Garrett Drimmer is, perhaps unsurprisingly, the focal character of the opening hour, but One Dollar remains relatively tight-lipped about his circumstances beyond his employment at the local steel mill, his financial woes, and his two-year-old. The girl’s mother isn’t around, but we don’t know why. The show seems to treat every character and emerging sub-plot this way, perhaps confusing a lack of explanation for teasing ambiguity.
Garrett’s other function is to be a symptom of the town’s decline, and a sulky victim of its heavy-handed classism, such as when an uptown housewife sticks some money in his coffee cup, confusing him for a homeless man.

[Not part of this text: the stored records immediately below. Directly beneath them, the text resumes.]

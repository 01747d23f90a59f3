//! File boundary: read the source once, transform, write the output once.

use crate::config::{transform, ApplicationError, RuleTable, Transformed};
use crate::edit::{atomic_write, EditError};
use std::fs;
use std::path::{Path, PathBuf};
use thiserror::Error;

#[derive(Debug, Clone, Copy, Default)]
pub struct PipelineOptions {
    /// Transform and report, but never write the output
    pub dry_run: bool,
}

#[derive(Error, Debug)]
pub enum PipelineError {
    #[error("failed to read source {path}: {source}")]
    Read {
        path: PathBuf,
        #[source]
        source: std::io::Error,
    },

    #[error("failed to write output {path}: {source}")]
    Write {
        path: PathBuf,
        #[source]
        source: EditError,
    },

    #[error(transparent)]
    Apply(#[from] ApplicationError),
}

#[derive(Debug, Clone)]
#[must_use = "PipelineReport records whether the output was written"]
pub struct PipelineReport {
    pub source: PathBuf,
    pub output: PathBuf,
    /// Original source text, kept for diff display
    pub original: String,
    pub transformed: Transformed,
    pub written: bool,
}

/// Patch `source` with `table` and write the result to `output`.
///
/// `source` and `output` may be the same file. Nothing is written unless
/// every rule group completes; the write itself is atomic.
pub fn patch_file(
    source: &Path,
    output: &Path,
    table: &RuleTable,
    options: PipelineOptions,
) -> Result<PipelineReport, PipelineError> {
    let original = fs::read_to_string(source).map_err(|err| PipelineError::Read {
        path: source.to_path_buf(),
        source: err,
    })?;

    let transformed = transform(&original, table)?;

    let written = if options.dry_run {
        tracing::info!(output = %output.display(), "dry run, output not written");
        false
    } else {
        atomic_write(output, transformed.document.as_bytes()).map_err(|err| {
            PipelineError::Write {
                path: output.to_path_buf(),
                source: err,
            }
        })?;
        tracing::info!(
            output = %output.display(),
            bytes = transformed.document.len(),
            "wrote patched document"
        );
        true
    };

    Ok(PipelineReport {
        source: source.to_path_buf(),
        output: output.to_path_buf(),
        original,
        transformed,
        written,
    })
}

#[cfg(test)]
mod tests {
    use super::*;
    use crate::config::load_from_str;

    const RULES: &str = r#"
[[rules]]
id = "log"

[rules.locate]
type = "tokens"
lead = "save();"

[rules.insert]
text = "\nlog();"
"#;

    #[test]
    fn test_patch_to_distinct_output() {
        let dir = tempfile::tempdir().unwrap();
        let source = dir.path().join("app.ts.backup");
        let output = dir.path().join("app.ts");
        fs::write(&source, "save();\n").unwrap();

        let table = load_from_str(RULES).unwrap();
        let report = patch_file(&source, &output, &table, PipelineOptions::default()).unwrap();

        assert!(report.written);
        assert_eq!(fs::read_to_string(&output).unwrap(), "save();\nlog();\n");
        assert_eq!(fs::read_to_string(&source).unwrap(), "save();\n");
    }

    #[test]
    fn test_dry_run_writes_nothing() {
        let dir = tempfile::tempdir().unwrap();
        let source = dir.path().join("app.ts");
        fs::write(&source, "save();\n").unwrap();

        let table = load_from_str(RULES).unwrap();
        let report = patch_file(
            &source,
            &source,
            &table,
            PipelineOptions { dry_run: true },
        )
        .unwrap();

        assert!(!report.written);
        assert_eq!(report.transformed.document, "save();\nlog();\n");
        assert_eq!(fs::read_to_string(&source).unwrap(), "save();\n");
    }

    #[test]
    fn test_failure_leaves_output_untouched() {
        let dir = tempfile::tempdir().unwrap();
        let source = dir.path().join("app.ts.backup");
        let output = dir.path().join("app.ts");
        fs::write(&source, "nothing to see\n").unwrap();
        fs::write(&output, "previous output\n").unwrap();

        let table = load_from_str(RULES).unwrap();
        let err = patch_file(&source, &output, &table, PipelineOptions::default()).unwrap_err();

        assert!(matches!(
            err,
            PipelineError::Apply(ApplicationError::RequiredRuleUnmatched { .. })
        ));
        assert_eq!(fs::read_to_string(&output).unwrap(), "previous output\n");
    }

    #[test]
    fn test_missing_source() {
        let dir = tempfile::tempdir().unwrap();
        let table = load_from_str(RULES).unwrap();
        let missing = dir.path().join("missing.ts");
        let err = patch_file(&missing, &missing, &table, PipelineOptions::default()).unwrap_err();
        assert!(matches!(err, PipelineError::Read { .. }));
    }
}
use crate::edit::EditError;
use thiserror::Error;

#[derive(Error, Debug)]
pub enum RewriteError {
    #[error("invalid locate pattern {pattern:?}: {source}")]
    InvalidPattern {
        pattern: String,
        #[source]
        source: regex::Error,
    },

    #[error("regex locate pattern {pattern:?} has no capture group")]
    NoCaptureGroup { pattern: String },

    #[error("tokens pattern needs a lead or an anchor")]
    EmptyPattern,

    #[error("replacement drops or alters captured group '{group}' ({text:?})")]
    InsertionViolation { group: String, text: String },

    #[error("replacement drops matched text outside every capture group ({text:?})")]
    UncapturedText { text: String },

    #[error("edit error: {0}")]
    Edit(#[from] EditError),
}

There’s a chance encounter between Garrett and another upper-class citizen, Dannie (Kirrilee Berger), a very pretty high-school graduate whom he encounters late at night and whose boyfriend he mistakes for an attacker and viciously assaults. In some way this will all inevitably tie into that dollar bill, which is passed hand to hand like a baton in a relay race, leading to one tangential perspective after another, including one belonging to Nathaniel Martello-White as a private investigator who might be an insomniac or narcoleptic – again, it’s a little unclear.
We’ll see how it goes. There’s little to recommend about One Dollar thus far, but there isn’t much to condemn, either – there just isn’t much, period. But the premise is there, and the setting is relatively well-defined, and the actors seem keen. Perhaps it’ll turn out to be a bargain.